//! Secure decrypt pipeline.
//!
//! Orchestrates envelope parsing, key loading, and the cipher transform
//! into one synchronous operation per model. The pipeline owns the
//! plaintext buffer's lifetime until the caller hands it to the runtime.
//!
//! # Lifetime Invariants
//!
//! - The envelope and key exist only for the duration of one call
//! - The key is wiped as soon as the cipher schedule is initialized
//! - The caller's ciphertext buffer is never transformed in place; the
//!   body is copied into a freshly owned zeroizing buffer first
//! - The returned `Plaintext` zeroizes its storage on drop

use zeroize::Zeroizing;

use crate::cipher::CipherState;
use crate::envelope::{Envelope, NONCE_LEN};
use crate::error::SealError;
use crate::key::KeySource;
use crate::plaintext::Plaintext;

/// Decrypt a sealed model envelope into an owned plaintext buffer.
///
/// Decryption is a pure deterministic transform: a wrong key produces no
/// error here, only garbage bytes. With no authentication tag on the
/// envelope, invalidity surfaces downstream when the model runtime
/// rejects the plaintext.
///
/// # Errors
///
/// - `SealError::MalformedInput` if `raw` is shorter than the nonce
/// - `SealError::InvalidKey` if the key source fails
pub fn unseal(raw: &[u8], keys: &dyn KeySource) -> Result<Plaintext, SealError> {
    let envelope = Envelope::parse(raw)?;
    let key = keys.load()?;

    let mut cipher = CipherState::init(&key, envelope.nonce());
    // Schedule is built; the key itself is no longer needed
    drop(key);

    let mut buffer = Zeroizing::new(envelope.body().to_vec());
    cipher.transform(&mut buffer);

    Ok(Plaintext::new(buffer))
}

/// Seal plaintext model bytes into a `nonce || ciphertext` envelope.
///
/// The counter-mode transform is its own inverse, so this is the same
/// operation `unseal` performs. The caller supplies the nonce; it must be
/// unique per key (reuse leaks keystream).
///
/// # Errors
///
/// Returns `SealError::InvalidKey` if the key source fails.
pub fn seal(
    plaintext: &[u8],
    nonce: &[u8; NONCE_LEN],
    keys: &dyn KeySource,
) -> Result<Vec<u8>, SealError> {
    let key = keys.load()?;
    let mut cipher = CipherState::init(&key, nonce);
    drop(key);

    let mut out = Vec::with_capacity(NONCE_LEN + plaintext.len());
    out.extend_from_slice(nonce);
    out.extend_from_slice(plaintext);
    cipher.transform(&mut out[NONCE_LEN..]);

    Ok(out)
}

#[cfg(test)]
mod tests {
    use super::*;
    use crate::key::{FixedKey, KEY_LEN};

    const NONCE: [u8; NONCE_LEN] = [0x0Fu8; NONCE_LEN];

    fn keys() -> FixedKey {
        FixedKey::new([0x42; KEY_LEN])
    }

    #[test]
    fn test_round_trip() {
        let model = b"pretend this is a flatbuffer model blob";
        let sealed = seal(model, &NONCE, &keys()).unwrap();

        assert_eq!(sealed.len(), NONCE_LEN + model.len());
        assert_eq!(&sealed[..NONCE_LEN], &NONCE);
        // Body must actually be encrypted
        assert_ne!(&sealed[NONCE_LEN..], model.as_slice());

        let plaintext = unseal(&sealed, &keys()).unwrap();
        assert_eq!(plaintext.as_bytes(), model);
    }

    #[test]
    fn test_unseal_rejects_short_input() {
        assert!(matches!(
            unseal(&[0u8; NONCE_LEN - 1], &keys()),
            Err(SealError::MalformedInput)
        ));
    }

    #[test]
    fn test_unseal_empty_body() {
        let sealed = seal(&[], &NONCE, &keys()).unwrap();
        assert_eq!(sealed.len(), NONCE_LEN);
        let plaintext = unseal(&sealed, &keys()).unwrap();
        assert!(plaintext.is_empty());
    }

    #[test]
    fn test_wrong_key_is_silent_garbage() {
        let model = b"model bytes that only the right key recovers";
        let sealed = seal(model, &NONCE, &keys()).unwrap();

        // Wrong key: no error at this layer, just different bytes
        let wrong = FixedKey::new([0x43; KEY_LEN]);
        let plaintext = unseal(&sealed, &wrong).unwrap();
        assert_eq!(plaintext.len(), model.len());
        assert_ne!(plaintext.as_bytes(), model);
    }

    #[test]
    fn test_unseal_does_not_mutate_input() {
        let sealed = seal(b"some model", &NONCE, &keys()).unwrap();
        let before = sealed.clone();
        let _ = unseal(&sealed, &keys()).unwrap();
        assert_eq!(sealed, before);
    }
}
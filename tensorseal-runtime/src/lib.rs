//! TensorSeal Runtime
//!
//! Model runtime handoff layer. This crate wraps `tensorseal-core` and
//! drives the decrypted model through an external inference runtime's
//! load / allocate / invoke sequence to prove it is structurally valid.
//!
//! The runtime itself (model parsing, tensor graph execution) is an
//! external collaborator, consumed through the [`ModelRuntime`] trait.
//!
//! # Security Invariants & Hard Failures
//!
//! - **One Strike**: the first failing step aborts the attempt; nothing is
//!   retried, since the pipeline is deterministic end to end.
//! - **Teardown Ordering**: the interpreter is released before the model
//!   on every exit path, success or failure. The interpreter holds
//!   references into the model's graph structures, so this ordering is an
//!   invariant, not an optimization.
//! - **No Duplication**: `LoadedModel` does not implement `Clone`.
//! - **Implicit Cleanup**: `Drop` defensively releases runtime handles if
//!   `close()` was not called.
//! - **Ephemeral Plaintext**: loaders borrow the decrypted buffer for the
//!   duration of the handoff only; it is zeroized before they return.

#![forbid(unsafe_code)]
#![deny(missing_docs)]
#![cfg_attr(not(test), deny(clippy::unwrap_used))]
#![cfg_attr(not(test), deny(clippy::expect_used))]
#![cfg_attr(not(test), deny(clippy::panic))]

pub mod error;
pub mod handoff;
pub mod loader;
pub mod mock;
pub mod runtime;

pub use error::HandoffError;
pub use handoff::{load_and_verify, LoadReport, INTERPRETER_THREADS};
pub use loader::{load_sealed_model, open_sealed_model, LoadedModel};
pub use runtime::ModelRuntime;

**********

Every line from the start of the listing through the line with "schedule is initialized" should be reproduced exactly, and no other line.

**Answer to the exercise:**
//! Secure decrypt pipeline.
//!
//! Orchestrates envelope parsing, key loading, and the cipher transform
//! into one synchronous operation per model. The pipeline owns the
//! plaintext buffer's lifetime until the caller hands it to the runtime.
//!
//! # Lifetime Invariants
//!
//! - The envelope and key exist only for the duration of one call
//! - The key is wiped as soon as the cipher schedule is initialized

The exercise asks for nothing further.